McDaniel College Budapest 

Syllabus PSI 2215
PSI 2215 – Environmental Policy

Professor: Matthew Adamson

Contact information:

Availability: I am usually on campus in Room 226; please make an appointment if you want to be certain to find me

Course description

An investigation of the history, institutions, and decision-making processes that shape environmental policy in the United States and around the world. The semester is structured around individual student projects involving an environmental problem of your choice.

Required texts
  • John McNeill, Something New Under the Sun (Penguin Books, 2000).
  • PSI 2215 Class Reader
Assignments & grading

Grading system -- 100 points total
  • mid-term exam worth 12 points
  • final exam worth 13 points
  • a term paper worth 20 points
  • a term paper proposal worth 5 points
  • an outline/bibliography worth 5 points
  • a first rough draft worth 5 points
  • oral presentation worth 10 points
  • blog entries worth 15 points total
  • class participation, presentations, and associated assignments worth 20 points
Standard McDaniel College scale:
100+ A+
93-100 A
90-92 A-
88-89 B+
83-87 B
80-82 B-
78-79 C+
73-78 C
70-72 C-
68-69 D+
63-67 D
60-62 D-
< 60 F

Term Paper: A grant proposal

1 paper, 10 pages.

Bill Gates and Warren Buffet are in a generous mood, and they are all concerned about the environment. They are awarding forty million dollars for an environmental project, the G-B Environmental Action Grant. They are accepting proposals from anywhere—any country, any state, or any region of the world.

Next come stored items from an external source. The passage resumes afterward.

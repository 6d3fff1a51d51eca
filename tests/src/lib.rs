//! # Unibus Test Suite
//!
//! Scenarios that run the same contract against every adapter through the
//! in-process reference backends.
//!
//! ## Structure
//!
//! ```text
//! tests/src/
//! └── integration/
//!     ├── fixtures.rs      # shared payloads, brokers and wait helpers
//!     ├── delivery.rs      # typed round trip, ack once, redelivery
//!     ├── batching.rs      # size and interval flush on the log adapter
//!     ├── lifecycle.rs     # server registry, driver selection, reconnect
//!     └── propagation.rs   # trace context across publish/subscribe
//! ```
//!
//! ## Running Tests
//!
//! ```bash
//! cargo test -p unibus-tests
//! cargo test -p unibus-tests integration::delivery::
//! ```

pub mod integration;
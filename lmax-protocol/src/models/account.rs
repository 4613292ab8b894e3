//! Account state snapshot.

use rust_decimal::Decimal;
use serde::{Deserialize, Serialize};
use std::collections::HashMap;

// ============================================================================
// AccountStateEvent
// ============================================================================

/// Snapshot of an account's funds, published for every `accountState` message.
///
/// `wallets` holds one balance per currency seen in the message.
/// `net_open_positions` only has entries for wallets that reported a net open
/// position; a missing key means "not reported", not zero.
#[derive(Debug, Clone, Default, PartialEq, Eq, Serialize, Deserialize)]
#[serde(rename_all = "camelCase")]
pub struct AccountStateEvent {
    pub account_id: i64,
    pub balance: Decimal,
    pub cash: Decimal,
    pub credit: Decimal,
    pub available_funds: Decimal,
    pub available_to_withdraw: Decimal,
    pub unrealised_profit_and_loss: Decimal,
    pub margin: Decimal,
    pub active: bool,
    pub wallets: HashMap<String, Decimal>,
    pub net_open_positions: HashMap<String, Decimal>,
}

impl AccountStateEvent {
    /// Balance of the wallet held in `currency`, if the message carried one.
    pub fn wallet(&self, currency: &str) -> Option<Decimal> {
        self.wallets.get(currency).copied()
    }

    pub fn net_open_position(&self, currency: &str) -> Option<Decimal> {
        self.net_open_positions.get(currency).copied()
    }
}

Your assignment here is to put together a proposal such that you gain the GBS Grant. Please consider the following.
  • You must identify an environmental crisis or concern in a region of your choosing—why does the problem merit forty million dollars' worth of attention and action?
  • You must consider what preliminary scientific, social and economic studies might be necessary to carry out an effective project.
  • You must consider options for solving the environmental problem you identify. These options can be many, including clean-up operations, land acquisition, environmental restoration, or environmental regulations, or some combination of these.
  • You must choose a group or groups to carry out your solution. These groups might include non-profit organizations, federal, state and local government agencies, and businesses. You might find yourself founding a non-profit organization for the purpose of carrying out the project.
  • You must consider what political steps are necessary to carry out your project. What government bodies must be convinced of the feasibility and importance of your project? From whom might you need permission (and permission to do what)? Legislatures? Regulatory bodies? International organizations? How do you go about convincing them?
  • What sort of public relations effort might be most useful in gaining support for your project and alerting community members as to what you hope to accomplish?
  • Your Budget: how will you divide your funds between physical project expenses, communications, preliminary studies, staff, etc.
Your term paper will consist of four phases plus a final oral report, each graded separately.
Proposal: This includes specifying the issue and region you will examine and brief description of what you might expect from the categories 1-7 listed above. This does not imply that you will already know. However, you will need to demonstrate that you' ve given your proposal serious thought and carried out preliminary research. This should also include three sources you' ve so far identified on the problem. One of those sources must have been found using the Hoover Library' s A-Z database list, and should be identified as such. No Wikipedia pages.
  • Outline: Your outline should give a basic step-by-step description of how your term paper will unfold; in effect it should form the skeleton of your final paper. You should add three more sources to the three identified in the proposal.
  • Rough draft: Four or more pages, not including bibliography; you will not be graded for content, but for evidence of having made a good effort, for following rules for referencing sources, etc. The first draft will give you an opportunity to receive feedback before completing a final draft.
  • Final paper: Your proposal to use forty million dollars to fund an environmental initiative somewhere in the world.
Oral report

As you complete your term paper you will have the chance to present orally your proposal. Here are a few things to keep in mind.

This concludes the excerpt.